Stocks are edging lower after Italian Prime Minister Mario Monti resigned, but commodities are strong.
The S&P 500 is indicated to open lower by about 0.2 percent amid declines of about 0.5 percent in Europe. Most Asian markets were higher in the overnight session.
Monti is stepping down after political giant Silvio Berlusconi said that he would seek the Italian premiership once again. While the news is weighing on equities, other headlines are more positive: China reported that industrial production grew 10 percent last month and retail sales increased by 15 percent. Those numbers exceeded expectations and came despite weak export growth, which suggests the Chinese economy is becoming more self-sufficient.
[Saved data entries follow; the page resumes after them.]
//! Response decoder: callback body in, authenticated record out.
//!
//! ```text
//! body ──► strict form parse ──► trandata ──► AES-CBC open ──► strict form parse
//!          (CallbackFormat)                    (Authentication)
//!      ──► cleartext cross-check ──► field mapping ──► TransactionRecord
//!          (Authentication)          (FieldValidation)
//! ```
//!
//! Only values recovered from the encrypted payload reach the record.
//! Cleartext fields must agree with their encrypted copies; cleartext fields
//! with no encrypted copy are dropped, `Error`/`ErrorText` included.

use tracing::{debug, info, warn};

use super::form::{parse_strict, FormFields};
use crate::config::{
    FIELD_AMOUNT, FIELD_AUTH, FIELD_AUTH_RESP_CODE, FIELD_AVR, FIELD_ERROR, FIELD_ERROR_TEXT,
    FIELD_PAYMENT_ID, FIELD_POST_DATE, FIELD_REF, FIELD_RESULT, FIELD_TRACK_ID, FIELD_TRANDATA,
    FIELD_TRAN_ID, MAX_CALLBACK_BYTES, UDF_COUNT, UDF_FIELDS,
};
use crate::crypto::{transport, KeyMaterial};
use crate::error::{GatewayError, Result};
use crate::resource::TerminalProfile;
use crate::transaction::{Amount, PostDate, TrackId, TransactionRecord};

fn trim_ascii(bytes: &[u8]) -> &[u8] {
    let start = bytes
        .iter()
        .position(|b| !b.is_ascii_whitespace())
        .unwrap_or(bytes.len());
    let end = bytes
        .iter()
        .rposition(|b| !b.is_ascii_whitespace())
        .map_or(start, |i| i + 1);
    &bytes[start..end]
}

/// Logs why a callback was rejected and returns the detail-free error.
fn reject(profile: &TerminalProfile, reason: impl std::fmt::Display) -> GatewayError {
    warn!(
        alias = profile.terminal_alias(),
        reason = %reason,
        "callback failed authentication"
    );
    GatewayError::Authentication
}

/// Present and non-empty.
fn optional<'a>(fields: &'a FormFields, key: &str) -> Option<&'a str> {
    fields.get(key).filter(|v| !v.is_empty())
}

fn required<'a>(fields: &'a FormFields, key: &'static str) -> Result<&'a str> {
    optional(fields, key).ok_or_else(|| GatewayError::field(key, "missing"))
}

/// Digits only. `u64::from_str` would also take a leading `+`.
fn parse_u64(field: &'static str, raw: &str) -> Result<u64> {
    if !raw.bytes().all(|b| b.is_ascii_digit()) {
        return Err(GatewayError::field(field, "not a decimal number"));
    }
    raw.parse()
        .map_err(|_| GatewayError::field(field, "out of range"))
}

fn alphanumeric(field: &'static str, raw: Option<&str>) -> Result<Option<String>> {
    match raw {
        Some(v) if !v.bytes().all(|b| b.is_ascii_alphanumeric()) => {
            Err(GatewayError::field(field, "not alphanumeric"))
        }
        other => Ok(other.map(str::to_string)),
    }
}

fn map_record(profile: &TerminalProfile, payload: &FormFields) -> Result<TransactionRecord> {
    let payment_id = parse_u64(FIELD_PAYMENT_ID, required(payload, FIELD_PAYMENT_ID)?)?;
    let result = required(payload, FIELD_RESULT)?.to_string();
    let track_id = TrackId::new(required(payload, FIELD_TRACK_ID)?)
        .map_err(|e| GatewayError::field(FIELD_TRACK_ID, e.to_string()))?;

    let amount = optional(payload, FIELD_AMOUNT)
        .map(|v| Amount::parse(v, profile.currency()))
        .transpose()
        .map_err(|e| GatewayError::field(FIELD_AMOUNT, e.to_string()))?;
    let post_date = optional(payload, FIELD_POST_DATE)
        .map(PostDate::parse)
        .transpose()
        .map_err(|e| GatewayError::field(FIELD_POST_DATE, e.to_string()))?;
    let tran_id = optional(payload, FIELD_TRAN_ID)
        .map(|v| parse_u64(FIELD_TRAN_ID, v))
        .transpose()?;

    let mut udfs: [Option<String>; UDF_COUNT] = Default::default();
    for (slot, name) in udfs.iter_mut().zip(UDF_FIELDS) {
        *slot = optional(payload, name).map(str::to_string);
    }


    Ok(TransactionRecord {
        payment_id,
        result,
        auth: alphanumeric(FIELD_AUTH, optional(payload, FIELD_AUTH))?,
        amount,
        reference: alphanumeric(FIELD_REF, optional(payload, FIELD_REF))?,
        post_date,
        track_id,
        tran_id,
        avr: alphanumeric(FIELD_AVR, optional(payload, FIELD_AVR))?,
        auth_resp_code: alphanumeric(FIELD_AUTH_RESP_CODE, optional(payload, FIELD_AUTH_RESP_CODE))?,
        udfs,
        error: optional(payload, FIELD_ERROR).map(str::to_string),
        error_text: optional(payload, FIELD_ERROR_TEXT).map(str::to_string),
    })
}

/// Decodes and authenticates a callback body for this terminal.
pub fn decode(
    profile: &TerminalProfile,
    material: &KeyMaterial,
    body: &[u8],
) -> Result<TransactionRecord> {
    let body = trim_ascii(body);
    if body.len() > MAX_CALLBACK_BYTES {
        return Err(GatewayError::CallbackFormat(format!(
            "body exceeds {MAX_CALLBACK_BYTES} bytes"
        )));
    }
    let cleartext =
        parse_strict(body).map_err(|e| GatewayError::CallbackFormat(e.to_string()))?;

    let Some(trandata) = cleartext.get(FIELD_TRANDATA) else {
        return match cleartext.get(FIELD_ERROR) {
            Some(code) => {
                let text = cleartext.get(FIELD_ERROR_TEXT).unwrap_or_default();
                info!(
                    alias = profile.terminal_alias(),
                    code,
                    "gateway redirected with an error and no result"
                );
                Err(GatewayError::GatewayReported {
                    code: code.to_string(),
                    text: text.to_string(),
                })
            }
            None => Err(GatewayError::CallbackFormat(format!(
                "missing {FIELD_TRANDATA}"
            ))),
        };
    };

    let plaintext =
        transport::open(material.inbound(), trandata).map_err(|e| reject(profile, e))?;
    let payload = parse_strict(&plaintext).map_err(|e| reject(profile, e))?;

    for (key, value) in cleartext.iter().filter(|(k, _)| *k != FIELD_TRANDATA) {
        match payload.get(key) {
            Some(sealed) if sealed != value => {
                return Err(reject(
                    profile,
                    format!("cleartext {key} disagrees with encrypted payload"),
                ));
            }
            Some(_) => {}
            None => debug!(
                alias = profile.terminal_alias(),
                field = key,
                "ignoring cleartext field with no encrypted copy"
            ),
        }
    }

    let record = map_record(profile, &payload)?;
    info!(
        alias = profile.terminal_alias(),
        track_id = %record.track_id,
        payment_id = record.payment_id,
        result = %record.result,
        "callback authenticated"
    );
    Ok(record)
}

#[cfg(test)]
mod tests {
    use super::*;
    use crate::codec::form::encode_pairs;
    use crate::resource::{parse_terminal, LoadedTerminal};
    use crate::transaction::{Currency, Language, TransactionOutcome};

    const TERMINAL: &str = "<terminal><id>ipay1234</id><password>pw</password>\
        <webaddress>https://gateway.example/pg</webaddress>\
        <resourceKey>0123456789ABCDEF</resourceKey></terminal>";

    fn terminal() -> LoadedTerminal {
        parse_terminal(TERMINAL, "alias", Currency::KWD, Language::English).unwrap()
    }

    fn seal(t: &LoadedTerminal, pairs: &[(&str, &str)]) -> String {
        let plain = encode_pairs(pairs.iter().copied());
        transport::seal(t.material.outbound(), plain.as_bytes()).unwrap()
    }

    fn body(trandata: &str, extra: &str) -> Vec<u8> {
        format!("trandata={trandata}{extra}").into_bytes()
    }

    const CAPTURED: &[(&str, &str)] = &[
        ("paymentid", "100201234567890"),
        ("result", "CAPTURED"),
        ("auth", "B12345"),
        ("amt", "1.234"),
        ("ref", "123456789012"),
        ("postdate", "0315"),
        ("trackid", "TX1001"),
        ("tranid", "2001234"),
        ("udf1", "order 42"),
    ];

    #[test]
    fn test_decode_full_record() {
        let t = terminal();
        let rec = decode(&t.profile, &t.material, &body(&seal(&t, CAPTURED), "")).unwrap();
        assert_eq!(rec.payment_id, 100_201_234_567_890);
        assert_eq!(rec.outcome(), TransactionOutcome::Captured);
        assert_eq!(rec.auth.as_deref(), Some("B12345"));
        assert_eq!(rec.amount, Some(Amount::new(1_234, Currency::KWD)));
        assert_eq!(rec.post_date.unwrap().to_string(), "0315");
        assert_eq!(rec.track_id, "TX1001");
        assert_eq!(rec.tran_id, Some(2_001_234));
        assert_eq!(rec.udf(1), Some("order 42"));
        assert_eq!(rec.avr, None);
        assert_eq!(rec.error, None);
    }

    #[test]
    fn test_minimal_record_leaves_optionals_empty() {
        let t = terminal();
        let blob = seal(
            &t,
            &[("paymentid", "1"), ("result", "NOT CAPTURED"), ("trackid", "T1"), ("postdate", "")],
        );
        let rec = decode(&t.profile, &t.material, &body(&blob, "")).unwrap();
        assert!(!rec.is_approved());
        assert_eq!(rec.post_date, None);
        assert_eq!(rec.amount, None);
        assert_eq!(rec.tran_id, None);
        assert!(rec.udfs.iter().all(Option::is_none));
    }

    #[test]
    fn test_surrounding_whitespace_is_ignored() {
        let t = terminal();
        let mut raw = body(&seal(&t, CAPTURED), "");
        raw.extend_from_slice(b"\r\n");
        assert!(decode(&t.profile, &t.material, &raw).is_ok());
    }

    #[test]
    fn test_matching_cleartext_accepted_mismatch_rejected() {
        let t = terminal();
        let blob = seal(&t, CAPTURED);
        let ok = body(&blob, "&result=CAPTURED&trackid=TX1001&paymentid=100201234567890");
        assert!(decode(&t.profile, &t.material, &ok).is_ok());

        let forged = body(&blob, "&result=VOIDED");
        assert!(decode(&t.profile, &t.material, &forged)
            .unwrap_err()
            .is_authentication_failure());
    }

    #[test]
    fn test_cleartext_only_error_never_reaches_record() {
        let t = terminal();
        let blob = seal(&t, CAPTURED);
        let raw = body(&blob, "&Error=IPAY0100263&ErrorText=Transaction+denied&udf2=injected");
        let rec = decode(&t.profile, &t.material, &raw).unwrap();
        assert_eq!(rec.error, None);
        assert_eq!(rec.error_text, None);
        assert_eq!(rec.udf(2), None);
        assert!(rec.is_approved());
    }

    #[test]
    fn test_sealed_error_reaches_record() {
        let t = terminal();
        let blob = seal(
            &t,
            &[
                ("paymentid", "1"),
                ("result", "NOT CAPTURED"),
                ("trackid", "T1"),
                ("Error", "IPAY0100263"),
                ("ErrorText", "Transaction denied"),
            ],
        );
        let raw = body(&blob, "&Error=IPAY0100263");
        let rec = decode(&t.profile, &t.material, &raw).unwrap();
        assert_eq!(rec.error.as_deref(), Some("IPAY0100263"));
        assert_eq!(rec.error_text.as_deref(), Some("Transaction denied"));

        let forged = body(&blob, "&ErrorText=All+good");
        assert!(decode(&t.profile, &t.material, &forged)
            .unwrap_err()
            .is_authentication_failure());
    }

    #[test]
    fn test_error_only_redirect() {
        let t = terminal();
        let err = decode(
            &t.profile,
            &t.material,
            b"Error=IPAY0100013&ErrorText=Invalid+tranportal+id",
        )
        .unwrap_err();
        match err {
            GatewayError::GatewayReported { code, text } => {
                assert_eq!(code, "IPAY0100013");
                assert_eq!(text, "Invalid tranportal id");
            }
            other => panic!("unexpected {other:?}"),
        }
    }

    #[test]
    fn test_transport_format_errors() {
        let t = terminal();
        let bodies: [&[u8]; 6] = [b"", b"   ", b"paymentid=1", b"trandata", b"a=1&a=2", b"a=1 b"];
        for raw in bodies {
            let err = decode(&t.profile, &t.material, raw).unwrap_err();
            assert!(matches!(err, GatewayError::CallbackFormat(_)), "{raw:?}: {err:?}");
        }
        let huge = vec![b'a'; MAX_CALLBACK_BYTES + 1];
        assert!(matches!(
            decode(&t.profile, &t.material, &huge).unwrap_err(),
            GatewayError::CallbackFormat(_)
        ));
    }

    #[test]
    fn test_undecryptable_payload_is_authentication_failure() {
        let t = terminal();
        for trandata in ["zz", "00", "0123456789abcdef0123456789abcdef"] {
            let err = decode(&t.profile, &t.material, &body(trandata, "")).unwrap_err();
            assert!(err.is_authentication_failure(), "{trandata}");
        }
    }

    #[test]
    fn test_wrong_key_is_authentication_failure() {
        let t = terminal();
        let other = parse_terminal(
            &TERMINAL.replace("0123456789ABCDEF", "FEDCBA9876543210"),
            "alias",
            Currency::KWD,
            Language::English,
        )
        .unwrap();
        let blob = seal(&other, CAPTURED);
        let err = decode(&t.profile, &t.material, &body(&blob, "")).unwrap_err();
        assert!(err.is_authentication_failure());
    }

    #[test]
    fn test_field_validation() {
        let t = terminal();
        let cases: &[(&str, &[(&str, &str)])] = &[
            ("paymentid", &[("result", "CAPTURED"), ("trackid", "T1")]),
            ("paymentid", &[("paymentid", "+1"), ("result", "CAPTURED"), ("trackid", "T1")]),
            ("result", &[("paymentid", "1"), ("trackid", "T1")]),
            ("trackid", &[("paymentid", "1"), ("result", "CAPTURED")]),
            ("postdate", &[("paymentid", "1"), ("result", "X"), ("trackid", "T1"), ("postdate", "1399")]),
            ("amt", &[("paymentid", "1"), ("result", "X"), ("trackid", "T1"), ("amt", "1.2345")]),
            ("tranid", &[("paymentid", "1"), ("result", "X"), ("trackid", "T1"), ("tranid", "12a")]),
            ("auth", &[("paymentid", "1"), ("result", "X"), ("trackid", "T1"), ("auth", "AB-1")]),
        ];
        for (field, pairs) in cases {
            let err = decode(&t.profile, &t.material, &body(&seal(&t, pairs), "")).unwrap_err();
            match err {
                GatewayError::FieldValidation { field: f, .. } => assert_eq!(f, *field),
                other => panic!("{field}: unexpected {other:?}"),
            }
        }
    }

    #[test]
    fn test_trim_ascii() {
        assert_eq!(trim_ascii(b"  a=1\n"), b"a=1");
        assert_eq!(trim_ascii(b" \t "), b"");
        assert_eq!(trim_ascii(b""), b"");
    }
}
Greece also extended a debt buyback program, giving the debt-laden country more time to complete a process needed for receiving a bailout. Attention today will focus on a speech by U.S. President Barack Obama, whose comments will be viewed for clues about the looming "fiscal cliff" in Congress.
Commodities are mostly stronger on the Chinese data, with oil and copper both up by about 1 percent. Gold and silver are up by more than 0.5 percent, but agricultural foodstuffs are modestly lower.
Foreign-exchange is painting a mixed picture, with the euro climbing despite Monti's resignation. Most other currencies associated with risk, such as the Australian dollar, are down slightly. The Japanese yen, considered a safe haven, is higher across the board.
In company-specific news, Ingersoll-Rand is climbing about 2 percent after announcing it would spin off its security division, buy back stock, and increase its dividend. Honeywell could also be active after issuing a weak outlook for 2013.